Thank you very much Bernd and Michael for the detailed explanation and references!
I have indeed seen that the removal of (very) low count rows might in some cases recover a flat shape. In the cases where the hill shape remains evident, I was wondering whether this pvalue procedure is the best way to proceed or this might also lead to "too many" rejections of the null and thus it might in some cases be safer to be more conservative. I have so far tried the correction procedure for only a couple of cases and found that the number of rejections might change dramatically (but I have seen this in a case with very small sample size). I will carefully read your suggested references!
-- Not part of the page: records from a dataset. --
use tui::{
    backend::Backend,
    layout::{Alignment, Constraint, Direction, Layout, Rect},
    style::{Color, Modifier, Style},
    text::{Span, Spans},
    widgets::{Block, Borders, Clear, Paragraph, Wrap},
    Frame,
};

/// Blocking message shown over the current screen until a key is pressed
#[derive(Debug, Clone, PartialEq)]
pub struct Alert {
    pub title: String,
    pub message: String,
    pub is_error: bool,
}

impl Alert {
    pub fn info(message: impl Into<String>) -> Self {
        Self {
            title: "Notice".to_string(),
            message: message.into(),
            is_error: false,
        }
    }

    pub fn error(message: impl Into<String>) -> Self {
        Self {
            title: "Error".to_string(),
            message: message.into(),
            is_error: true,
        }
    }
}

pub fn render_alert<B: Backend>(frame: &mut Frame<B>, alert: &Alert) {
    let area = centered_rect(60, 30, frame.size());
    let color = if alert.is_error { Color::Red } else { Color::Green };

    let popup = Paragraph::new(vec![
        Spans::from(""),
        Spans::from(alert.message.as_str()),
        Spans::from(""),
        Spans::from(Span::styled(
            "Press any key to continue",
            Style::default().fg(Color::Gray),
        )),
    ])
    .alignment(Alignment::Center)
    .wrap(Wrap { trim: true })
    .block(
        Block::default()
            .title(Span::styled(
                alert.title.as_str(),
                Style::default().fg(color).add_modifier(Modifier::BOLD),
            ))
            .borders(Borders::ALL),
    )
    .style(Style::default().fg(Color::White).bg(Color::Black));

    frame.render_widget(Clear, area);
    frame.render_widget(popup, area);
}

/// Yes/No confirmation popup
pub fn render_confirmation<B: Backend>(frame: &mut Frame<B>, title: &str, lines: &[&str]) {
    let area = centered_rect(50, 25, frame.size());

    let mut text = vec![Spans::from("")];
    for line in lines {
        text.push(Spans::from(*line));
        text.push(Spans::from(""));
    }
    text.push(Spans::from("<Y> Yes  <N> No"));

    let popup = Paragraph::new(text)
        .alignment(Alignment::Center)
        .wrap(Wrap { trim: true })
        .block(Block::default().title(title).borders(Borders::ALL))
        .style(Style::default().fg(Color::White).bg(Color::Black));

    frame.render_widget(Clear, area);
    frame.render_widget(popup, area);
}

// Helper function to create a centered rect
pub fn centered_rect(percent_x: u16, percent_y: u16, r: Rect) -> Rect {
    let popup_layout = Layout::default()
        .direction(Direction::Vertical)
        .constraints([
            Constraint::Percentage((100 - percent_y) / 2),
            Constraint::Percentage(percent_y),
            Constraint::Percentage((100 - percent_y) / 2),
        ])
        .split(r);

    Layout::default()
        .direction(Direction::Horizontal)
        .constraints([
            Constraint::Percentage((100 - percent_x) / 2),
            Constraint::Percentage(percent_x),
            Constraint::Percentage((100 - percent_x) / 2),
        ])
        .split(popup_layout[1])[1]
}

#[cfg(test)]
mod tests {
    use super::*;
    use tui::{backend::TestBackend, Terminal};

    use crate::ui::buffer_text;

    #[test]
    fn centered_rect_stays_inside_area() {
        let area = Rect::new(0, 0, 100, 40);
        let popup = centered_rect(50, 20, area);

        assert_eq!(popup.width, 50);
        assert_eq!(popup.x, 25);
        assert!(popup.y + popup.height <= area.height);
    }

    #[test]
    fn alert_shows_message_and_hint() {
        let mut terminal = Terminal::new(TestBackend::new(80, 24)).unwrap();
        let alert = Alert::error("Failed to delete project: boom");

        terminal.draw(|f| render_alert(f, &alert)).unwrap();

        let text = buffer_text(terminal.backend().buffer());
        assert!(text.contains("Failed to delete project: boom"));
        assert!(text.contains("Press any key to continue"));
        assert!(text.contains("Error"));
    }
}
As a side note, I have read in other posts (for ex. here Right skewed histogram of p-values ) that a "right skew" of the histogram can be a sign of a covariate that is not controlled. However, I assumed this refers to cases where the histogram shape has a sort of monotonic increase of frequencies for increasing pvalues, as in the simulated data by Simon in this post.
Fulvia
Hi Fulvia,
yes, a "monotone" histogram might in fact be due to unexplained covariates. In original publication of the method implemented in RUV Seq (http://bioconductor.org/packages/release/bioc/html/RUVSeq.html)
"Using control genes to correct for unwanted variation in microarray data"
http://biostatistics.oxfordjournals.org/content/13/3/539.full
The authors argue that one should remove as many hidden variables / factors as necessary to obtain a "proper" p-value histogram. See their section 2.2. and their figure 2 for an example that is very similar to Simon's on real data with severe batch effects.
Hope that helps,
Bernd
Thanks a lot Bernd for the further suggestions!